RECORDS FOR THE EXERCISE
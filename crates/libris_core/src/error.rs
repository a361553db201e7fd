//! Error types for Libris core.

use crate::types::Field;
use thiserror::Error;

/// Result type for core operations.
pub type CoreResult<T> = Result<T, CoreError>;

/// Errors that can occur in Libris core operations.
///
/// A lookup that finds nothing is not an error; it is represented in the
/// search result as an absent record or an empty sequence.
#[derive(Debug, Clone, PartialEq, Eq, Error)]
pub enum CoreError {
    /// The caller supplied an argument the catalog cannot act on.
    #[error("invalid argument: {message}")]
    InvalidArgument {
        /// Description of the rejected argument.
        message: String,
    },

    /// A configuration value is out of range.
    #[error("invalid configuration: {message}")]
    InvalidConfig {
        /// Description of the configuration issue.
        message: String,
    },

    /// Two strategies answering the same query disagreed.
    #[error("internal inconsistency on {field} query {query:?}: {detail}")]
    InternalInconsistency {
        /// Field that was searched.
        field: Field,
        /// Raw query text.
        query: String,
        /// What the strategies reported.
        detail: String,
    },
}

impl CoreError {
    /// Creates an invalid argument error.
    pub fn invalid_argument(message: impl Into<String>) -> Self {
        Self::InvalidArgument {
            message: message.into(),
        }
    }

    /// Creates an invalid configuration error.
    pub fn invalid_config(message: impl Into<String>) -> Self {
        Self::InvalidConfig {
            message: message.into(),
        }
    }

    /// Creates an internal inconsistency error.
    pub fn inconsistency(
        field: Field,
        query: impl Into<String>,
        detail: impl Into<String>,
    ) -> Self {
        Self::InternalInconsistency {
            field,
            query: query.into(),
            detail: detail.into(),
        }
    }

    /// Returns true if this error signals a broken index invariant rather
    /// than bad caller input.
    pub fn is_internal(&self) -> bool {
        matches!(self, Self::InternalInconsistency { .. })
    }
}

DIRECTIONS FOR THIS TASK
The full listing should be reproduced exactly.

EXPECTED ANSWER
filename crates/libris_core/src/error.rs
repository a361553db201e7fd
//! Error types for Libris core.

use crate::types::Field;
use thiserror::Error;

/// Result type for core operations.
pub type CoreResult<T> = Result<T, CoreError>;

/// Errors that can occur in Libris core operations.
///
/// A lookup that finds nothing is not an error; it is represented in the
/// search result as an absent record or an empty sequence.
#[derive(Debug, Clone, PartialEq, Eq, Error)]
pub enum CoreError {
    /// The caller supplied an argument the catalog cannot act on.
    #[error("invalid argument: {message}")]
    InvalidArgument {
        /// Description of the rejected argument.
        message: String,
    },

    /// A configuration value is out of range.
    #[error("invalid configuration: {message}")]
    InvalidConfig {
        /// Description of the configuration issue.
        message: String,
    },

    /// Two strategies answering the same query disagreed.
    #[error("internal inconsistency on {field} query {query:?}: {detail}")]
    InternalInconsistency {
        /// Field that was searched.
        field: Field,
        /// Raw query text.
        query: String,
        /// What the strategies reported.
        detail: String,
    },
}

impl CoreError {
    /// Creates an invalid argument error.
    pub fn invalid_argument(message: impl Into<String>) -> Self {
        Self::InvalidArgument {
            message: message.into(),
        }
    }

    /// Creates an invalid configuration error.
    pub fn invalid_config(message: impl Into<String>) -> Self {
        Self::InvalidConfig {
            message: message.into(),
        }
    }

    /// Creates an internal inconsistency error.
    pub fn inconsistency(
        field: Field,
        query: impl Into<String>,
        detail: impl Into<String>,
    ) -> Self {
        Self::InternalInconsistency {
            field,
            query: query.into(),
            detail: detail.into(),
        }
    }

    /// Returns true if this error signals a broken index invariant rather
    /// than bad caller input.
    pub fn is_internal(&self) -> bool {
        matches!(self, Self::InternalInconsistency { .. })
    }
}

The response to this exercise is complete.